There is use of a doll onstage to physicalise the baby that the mother is aching for, though there are instances where more filmic elements shift in order to interpret the presence of young life. This can be seen particularly at the climax of the production, in Death’s Garden of Souls. Unusually for audiences, The Mother presents an opportunity to witness Osipova’s balletic magic close-up. The environment is extremely intimate, which in itself adds to the intensity of the emotions that erupt during scenes. “It’s very dreamlike and definitely claustrophobic,” Goddard nods, “the stage is shuttered so it’s almost like a wide-screen film.”

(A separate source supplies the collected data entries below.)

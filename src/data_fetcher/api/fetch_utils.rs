//! Generic HTTP fetching utilities with error classification

use reqwest::Client;
use serde::de::DeserializeOwned;
use tracing::{debug, error, info, instrument};

use crate::constants::ERROR_BODY_PREVIEW_CHARS;
use crate::error::AppError;

/// Clips a response body for logging and error payload fragments.
fn body_preview(body: &str) -> String {
    body.chars().take(ERROR_BODY_PREVIEW_CHARS).collect()
}

/// Generic fetch function with comprehensive error handling.
///
/// Exactly one GET per call: no retries, no caching, so callers see
/// precisely what the API returned. Failures classify into network errors
/// (connection, timeout, non-success status) and decode errors (empty,
/// malformed or structurally unexpected JSON). Decode errors carry the
/// offending body fragment; a truncated body surfaces here as a parse
/// failure with the fragment attached.
///
/// # Arguments
/// * `client` - HTTP client for making requests
/// * `url` - URL to fetch data from
///
/// # Returns
/// * `Result<T, AppError>` - Parsed response data or error
#[instrument(skip(client))]
pub(super) async fn fetch<T: DeserializeOwned>(client: &Client, url: &str) -> Result<T, AppError> {
    info!("Fetching data from URL: {url}");

    let response = match client.get(url).send().await {
        Ok(resp) => resp,
        Err(e) => {
            error!("Request failed for URL {}: {}", url, e);
            return if e.is_timeout() {
                Err(AppError::network_timeout(url))
            } else if e.is_connect() {
                Err(AppError::network_connection(url, e.to_string()))
            } else {
                Err(AppError::ApiFetch(e))
            };
        }
    };

    let status = response.status();
    debug!("Response status: {status}");

    if !status.is_success() {
        let status_code = status.as_u16();
        let reason = status.canonical_reason().unwrap_or("Unknown error");

        error!("HTTP {} - {} (URL: {})", status_code, reason, url);

        // Return specific error types based on HTTP status code
        return Err(match status_code {
            404 => AppError::api_not_found(url),
            429 => AppError::api_rate_limit(reason, url),
            400..=499 => AppError::api_client_error(status_code, reason, url),
            502 | 503 => AppError::api_service_unavailable(status_code, reason, url),
            _ => AppError::api_server_error(status_code, reason, url),
        });
    }

    let response_text = match response.text().await {
        Ok(text) => text,
        Err(e) => {
            error!("Failed to read response text from URL {}: {}", url, e);
            return Err(AppError::ApiFetch(e));
        }
    };

    debug!("Response length: {} bytes", response_text.len());

    match serde_json::from_str::<T>(&response_text) {
        Ok(parsed) => Ok(parsed),
        Err(e) => {
            error!("Failed to parse API response: {} (URL: {})", e, url);
            let preview = body_preview(&response_text);

            // Distinguish malformed JSON from an unexpected structure
            if response_text.trim().is_empty() {
                Err(AppError::api_no_data("Response body is empty", url))
            } else if !response_text.trim_start().starts_with('{')
                && !response_text.trim_start().starts_with('[')
            {
                Err(AppError::api_malformed_json(
                    format!("Response is not valid JSON: {preview}"),
                    url,
                ))
            } else {
                Err(AppError::api_unexpected_structure(
                    format!("{e}; body: {preview}"),
                    url,
                ))
            }
        }
    }
}

#[cfg(test)]
mod tests {
    use super::*;

    #[test]
    fn test_body_preview_clips_long_bodies() {
        let long_body = "x".repeat(ERROR_BODY_PREVIEW_CHARS * 2);
        assert_eq!(body_preview(&long_body).len(), ERROR_BODY_PREVIEW_CHARS);
    }

    #[test]
    fn test_body_preview_keeps_short_bodies() {
        assert_eq!(body_preview("{\"ok\":true}"), "{\"ok\":true}");
    }

    #[test]
    fn test_body_preview_counts_chars_not_bytes() {
        let body = "ä".repeat(ERROR_BODY_PREVIEW_CHARS + 10);
        assert_eq!(
            body_preview(&body).chars().count(),
            ERROR_BODY_PREVIEW_CHARS
        );
    }
}
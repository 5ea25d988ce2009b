//! Response envelope models for the statistics endpoints.
//!
//! Statistics payloads are open-ended, so record contents stay raw JSON
//! and only the envelope structure that drives processing is typed. A
//! missing envelope field fails deserialization and surfaces as a decode
//! error carrying the offending body fragment.

use std::collections::BTreeMap;

use serde::Deserialize;
use serde_json::{Map, Value};

/// A player's game log keyed by game type (`regular`, `playoffs`,
/// `practice`, ...). BTreeMap iteration gives the concatenated `all`
/// listing a stable key order.
pub type GameLogResponse = BTreeMap<String, Vec<Value>>;

/// Envelope of the team statistics listing.
#[derive(Debug, Clone, Deserialize)]
pub struct TeamStatsResponse {
    #[serde(rename = "teamStats")]
    pub team_stats: Vec<Value>,
}

/// Envelope of the season standings.
#[derive(Debug, Clone, Deserialize)]
pub struct StandingsResponse {
    pub season: Vec<Value>,
}

/// Envelope of the teams info listing, keyed by team id.
#[derive(Debug, Clone, Deserialize)]
pub struct TeamsInfoResponse {
    pub teams: Map<String, Value>,
}

/// Envelope of a single game's detail endpoint. The same response serves
/// game info, events, rosters, referees and awards; sections a game does
/// not carry default to empty.
#[derive(Debug, Clone, Deserialize)]
pub struct GameResponse {
    pub game: Value,
    #[serde(default)]
    pub awards: Vec<Value>,
    #[serde(rename = "homeTeamPlayers", default)]
    pub home_team_players: Vec<Value>,
    #[serde(rename = "awayTeamPlayers", default)]
    pub away_team_players: Vec<Value>,
}

/// Envelope of a single game's period statistics. Each side holds one
/// entry per period; `puckStats` is index-aligned with them.
#[derive(Debug, Clone, Deserialize)]
pub struct GameStatsResponse {
    #[serde(rename = "homeTeam", default)]
    pub home_team: Vec<Value>,
    #[serde(rename = "awayTeam", default)]
    pub away_team: Vec<Value>,
    #[serde(rename = "puckStats", default)]
    pub puck_stats: Vec<Value>,
}

#[cfg(test)]
mod tests {
    use super::*;
    use serde_json::json;

    #[test]
    fn test_team_stats_response_requires_team_stats() {
        let ok: TeamStatsResponse =
            serde_json::from_value(json!({ "teamStats": [{ "teamName": "Ilves" }] })).unwrap();
        assert_eq!(ok.team_stats.len(), 1);

        let missing = serde_json::from_value::<TeamStatsResponse>(json!({ "stats": [] }));
        assert!(missing.is_err());
    }

    #[test]
    fn test_standings_response() {
        let standings: StandingsResponse =
            serde_json::from_value(json!({ "season": [{ "teamName": "KalPa", "points": 99 }] }))
                .unwrap();
        assert_eq!(standings.season[0]["points"], json!(99));
    }

    #[test]
    fn test_teams_info_response_keyed_by_team() {
        let info: TeamsInfoResponse = serde_json::from_value(json!({
            "teams": {
                "tappara": { "id": "tappara", "name": "Tappara" },
                "hifk": { "id": "hifk", "name": "HIFK" }
            }
        }))
        .unwrap();
        assert_eq!(info.teams.len(), 2);
        assert!(info.teams.contains_key("tappara"));
    }

    #[test]
    fn test_game_response_sections_default_to_empty() {
        let game: GameResponse =
            serde_json::from_value(json!({ "game": { "id": 1 } })).unwrap();
        assert!(game.awards.is_empty());
        assert!(game.home_team_players.is_empty());
        assert!(game.away_team_players.is_empty());

        let missing_game = serde_json::from_value::<GameResponse>(json!({ "awards": [] }));
        assert!(missing_game.is_err());
    }

    #[test]
    fn test_game_stats_response_defaults() {
        let stats: GameStatsResponse = serde_json::from_value(json!({
            "homeTeam": [{ "teamId": "hifk:2024" }],
            "awayTeam": []
        }))
        .unwrap();
        assert_eq!(stats.home_team.len(), 1);
        assert!(stats.puck_stats.is_empty());
    }

    #[test]
    fn test_game_log_response_orders_keys() {
        let log: GameLogResponse = serde_json::from_value(json!({
            "regular": [{ "gameId": 2 }],
            "chl": [{ "gameId": 1 }]
        }))
        .unwrap();
        let keys: Vec<&String> = log.keys().collect();
        assert_eq!(keys, ["chl", "regular"]);
    }
}
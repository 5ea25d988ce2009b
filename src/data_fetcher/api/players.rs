//! Player statistics endpoints.

use reqwest::Client;
use serde_json::{Map, Value};
use tracing::{info, instrument};

use crate::config::Config;
use crate::data_fetcher::api::fetch_utils::fetch;
use crate::data_fetcher::api::urls::{
    build_player_game_log_url, build_player_info_url, build_player_stats_url,
};
use crate::data_fetcher::models::GameLogResponse;
use crate::data_fetcher::processors::{
    PLAYER_GAME_LOG_COLUMNS, PLAYER_PROFILE_COLUMNS, PLAYER_TEAMS_COLUMNS, StatsTable, parse_record,
};
use crate::data_fetcher::query::{GameLogQuery, GameLogType, PlayerStatsQuery, PlayerStatsType};
use crate::error::AppError;

/// Fetches one data type of summed player statistics.
///
/// Validation runs before any request is made, so an invalid query never
/// touches the network. The wire request always pins the summed path
/// segment to false and asks for split teams: that one response carries
/// both the per-player aggregates (its top-level records) and the per-team
/// breakdown (their `previousTeamsForTournament` entries), and the query's
/// summed flag selects which rows are kept.
#[instrument(skip(client, config))]
pub async fn fetch_player_stats(
    client: &Client,
    config: &Config,
    query: &PlayerStatsQuery,
) -> Result<StatsTable, AppError> {
    query.validate()?;

    let url = build_player_stats_url(
        &config.api_domain,
        query.start_season,
        query.end_season,
        query.game_type,
        false,
        query.team_id.as_deref(),
        query.data_type,
    );
    let records: Vec<Value> = fetch(client, &url).await?;
    info!(
        "Fetched {} player records for dataType={}",
        records.len(),
        query.data_type
    );

    let rows = select_player_rows(records, query.summed, query.data_type);
    Ok(StatsTable::project(&rows, query.data_type.columns()))
}

/// Applies the aggregation mode to the fetched records.
///
/// Aggregate rows pass through when summing. Otherwise each row expands to
/// its per-team split entries, falling back to the aggregate itself for a
/// player who appeared for a single team. The historical `all` listing has
/// no per-team split and always passes through.
fn select_player_rows(
    records: Vec<Value>,
    summed: bool,
    data_type: PlayerStatsType,
) -> Vec<Value> {
    if summed || matches!(data_type, PlayerStatsType::All) {
        return records;
    }

    let mut rows = Vec::with_capacity(records.len());
    for record in records {
        let split = record
            .get("previousTeamsForTournament")
            .and_then(Value::as_array)
            .filter(|teams| !teams.is_empty())
            .cloned();
        match split {
            Some(teams) => rows.extend(teams),
            None => rows.push(record),
        }
    }
    rows
}

/// Fetches several player data types for the same query concurrently.
///
/// One request per data type, joined over the shared client so the
/// connection pool is reused. Tables come back paired with their data type
/// in input order; the first failure wins.
#[instrument(skip(client, config))]
pub async fn fetch_player_stats_multi(
    client: &Client,
    config: &Config,
    query: &PlayerStatsQuery,
    data_types: &[PlayerStatsType],
) -> Result<Vec<(PlayerStatsType, StatsTable)>, AppError> {
    let fetches = data_types.iter().map(|&data_type| {
        let mut query = query.clone();
        query.data_type = data_type;
        async move {
            let table = fetch_player_stats(client, config, &query).await?;
            Ok::<_, AppError>((data_type, table))
        }
    });
    futures::future::try_join_all(fetches).await
}

/// Fetches a player's per-game rows for one season.
///
/// A concrete game type must be present in the response: the upstream
/// signals "no such games" by omitting the key, which surfaces as a decode
/// error naming the keys that were present. [`GameLogType::All`]
/// concatenates every key's games. Each row carries a `gameType` column
/// naming the response key it came from.
#[instrument(skip(client, config))]
pub async fn fetch_player_game_log(
    client: &Client,
    config: &Config,
    query: &GameLogQuery,
) -> Result<StatsTable, AppError> {
    let url = build_player_game_log_url(&config.api_domain, query.player_id, query.season);
    let response: GameLogResponse = fetch(client, &url).await?;

    let mut rows = Vec::new();
    match query.game_type.response_key() {
        Some(key) => {
            let games = response.get(key).ok_or_else(|| {
                AppError::api_unexpected_structure(
                    format!(
                        "Game type '{key}' not available; response has: {}",
                        response.keys().cloned().collect::<Vec<_>>().join(", ")
                    ),
                    url.as_str(),
                )
            })?;
            collect_game_log_rows(key, games, &mut rows);
        }
        None => {
            for (key, games) in &response {
                collect_game_log_rows(key, games, &mut rows);
            }
        }
    }
    info!("Collected {} game log rows", rows.len());

    Ok(StatsTable::project(&rows, PLAYER_GAME_LOG_COLUMNS))
}

fn collect_game_log_rows(game_type: &str, games: &[Value], rows: &mut Vec<Value>) {
    for game in games {
        let mut record = game.as_object().cloned().unwrap_or_default();
        record.insert(
            "gameType".to_string(),
            Value::String(game_type.to_string()),
        );
        rows.push(Value::Object(record));
    }
}

/// Fetches a player's profile as a single-row table.
#[instrument(skip(client, config))]
pub async fn fetch_player_profile(
    client: &Client,
    config: &Config,
    player_id: i64,
) -> Result<StatsTable, AppError> {
    let url = build_player_info_url(&config.api_domain, player_id);
    let info: Value = fetch(client, &url).await?;
    Ok(StatsTable::project(&[info], PLAYER_PROFILE_COLUMNS))
}

/// Fetches the seasons a player has appeared in.
#[instrument(skip(client, config))]
pub async fn fetch_player_active_seasons(
    client: &Client,
    config: &Config,
    player_id: i64,
) -> Result<Vec<i32>, AppError> {
    let url = build_player_info_url(&config.api_domain, player_id);
    let info: Value = fetch(client, &url).await?;
    let seasons = info
        .get("activeSeasons")
        .and_then(Value::as_array)
        .ok_or_else(|| {
            AppError::api_unexpected_structure(
                "Player info has no activeSeasons list",
                url.as_str(),
            )
        })?;
    Ok(seasons
        .iter()
        .filter_map(Value::as_i64)
        .map(|season| season as i32)
        .collect())
}

/// Fetches the teams a player has played for, one row per season entry.
#[instrument(skip(client, config))]
pub async fn fetch_player_teams(
    client: &Client,
    config: &Config,
    player_id: i64,
) -> Result<StatsTable, AppError> {
    let url = build_player_info_url(&config.api_domain, player_id);
    let info: Value = fetch(client, &url).await?;
    let teams: Vec<Value> = match info.get("teams").and_then(Value::as_object) {
        Some(map) => map.values().cloned().collect(),
        None => Vec::new(),
    };
    Ok(StatsTable::project(&teams, PLAYER_TEAMS_COLUMNS))
}

/// Fetches a player's per-season statistics from the historical section.
///
/// With [`GameLogType::All`], rows from every game type are combined and
/// sorted by (season, gameType) descending. A single game type whose key
/// is absent yields an empty table: unlike the game log, the upstream
/// keeps no entry at all for game types without history.
#[instrument(skip(client, config))]
pub async fn fetch_player_season_stats(
    client: &Client,
    config: &Config,
    player_id: i64,
    game_type: GameLogType,
) -> Result<StatsTable, AppError> {
    let url = build_player_info_url(&config.api_domain, player_id);
    let info: Value = fetch(client, &url).await?;
    let empty = Map::new();
    let historical = info
        .get("historical")
        .and_then(Value::as_object)
        .unwrap_or(&empty);

    let mut rows: Vec<Map<String, Value>> = Vec::new();
    match game_type.response_key() {
        Some(key) => {
            if let Some(seasons) = historical.get(key).and_then(Value::as_array) {
                for season in seasons {
                    rows.push(season_stat_row(key, season));
                }
            }
        }
        None => {
            for (key, seasons) in historical {
                if let Some(seasons) = seasons.as_array() {
                    for season in seasons {
                        rows.push(season_stat_row(key, season));
                    }
                }
            }
            rows.sort_by(|a, b| {
                (season_of(b), game_type_of(b)).cmp(&(season_of(a), game_type_of(a)))
            });
        }
    }

    Ok(StatsTable::from_records(rows))
}

fn season_stat_row(game_type: &str, season: &Value) -> Map<String, Value> {
    let mut record = season.as_object().cloned().unwrap_or_default();
    record.insert(
        "gameType".to_string(),
        Value::String(game_type.to_string()),
    );
    record
}

fn season_of(record: &Map<String, Value>) -> i64 {
    record.get("season").and_then(Value::as_i64).unwrap_or(0)
}

fn game_type_of(record: &Map<String, Value>) -> String {
    record
        .get("gameType")
        .and_then(Value::as_str)
        .unwrap_or("")
        .to_string()
}

#[cfg(test)]
mod tests {
    use super::*;
    use serde_json::json;

    fn split_record(player_id: i64, teams: Value) -> Value {
        json!({
            "playerId": player_id,
            "firstName": "Testi",
            "lastName": "Pelaaja",
            "games": 60,
            "previousTeamsForTournament": teams
        })
    }

    #[test]
    fn test_select_player_rows_summed_passes_aggregates_through() {
        let records = vec![split_record(1, json!([{ "playerId": 1 }]))];
        let rows = select_player_rows(records.clone(), true, PlayerStatsType::BasicStats);
        assert_eq!(rows, records);
    }

    #[test]
    fn test_select_player_rows_split_expands_per_team_entries() {
        let records = vec![split_record(
            1,
            json!([
                { "playerId": 1, "team": { "id": "hifk" } },
                { "playerId": 1, "team": { "id": "tps" } }
            ]),
        )];
        let rows = select_player_rows(records, false, PlayerStatsType::BasicStats);
        assert_eq!(rows.len(), 2);
        assert_eq!(rows[0]["team"]["id"], json!("hifk"));
        assert_eq!(rows[1]["team"]["id"], json!("tps"));
    }

    #[test]
    fn test_select_player_rows_split_falls_back_to_aggregate() {
        // One-team players carry no split entries.
        let records = vec![
            split_record(1, json!([])),
            json!({ "playerId": 2, "games": 10 }),
        ];
        let rows = select_player_rows(records, false, PlayerStatsType::BasicStats);
        assert_eq!(rows.len(), 2);
        assert_eq!(rows[0]["playerId"], json!(1));
        assert_eq!(rows[1]["playerId"], json!(2));
    }

    #[test]
    fn test_select_player_rows_all_listing_never_splits() {
        let records = vec![split_record(1, json!([{ "playerId": 1 }]))];
        let rows = select_player_rows(records.clone(), false, PlayerStatsType::All);
        assert_eq!(rows, records);
    }

    #[test]
    fn test_collect_game_log_rows_injects_game_type() {
        let games = vec![json!({ "gameId": 100, "goals": 1 })];
        let mut rows = Vec::new();
        collect_game_log_rows("playoffs", &games, &mut rows);
        assert_eq!(rows[0]["gameType"], json!("playoffs"));
        assert_eq!(rows[0]["gameId"], json!(100));
    }

    #[test]
    fn test_season_stat_rows_sort_descending() {
        let mut rows = vec![
            season_stat_row("playoffs", &json!({ "season": 2023 })),
            season_stat_row("regular", &json!({ "season": 2024 })),
            season_stat_row("playoffs", &json!({ "season": 2024 })),
        ];
        rows.sort_by(|a, b| (season_of(b), game_type_of(b)).cmp(&(season_of(a), game_type_of(a))));

        let order: Vec<(i64, String)> = rows
            .iter()
            .map(|r| (season_of(r), game_type_of(r)))
            .collect();
        assert_eq!(
            order,
            vec![
                (2024, "regular".to_string()),
                (2024, "playoffs".to_string()),
                (2023, "playoffs".to_string()),
            ]
        );
    }
}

In its playfulness with form, The Mother calls to mind Crystal Pite’s Betroffenheit, a work inspired by its principal performer Jonathon Young. Its many textures manage to articulate Young’s personal tragedy of losing a child, accounting for this unspeakable experience using an innovative movement language. Where Betroffenheit implements text, The Mother sees moments of indirect communication; such as a murmuring at the end of a telephone, or words heard through the radio. “Natalia vocalises in terms of screaming [too], so it’s not completely mute,” Goddard adds, pushing his glasses towards the bridge of his nose.

That the piece lacks a male protagonist is also of importance to Goddard. Though there are two performers, this is a story of an inherently female experience. Here, Death has no gender. This means that their journey doesn’t give focus to any kind of romantic connection, though Natalia’s character may flirt with the darkness inside of herself. Goddard’s next project: While You Are Here, plays with a rather more herculean scope. He will be choreographing alongside playwright Eve Leigh and theatre director Lily McLeish, the trio overseeing four performers as they travel from the beginning of time, to the end of days. Even after our goodbye (now a brusque shake of the hand), I am acutely aware of the feeling of wonderment that insists on accompanying me from our meeting and back onto the busy streets of Soho.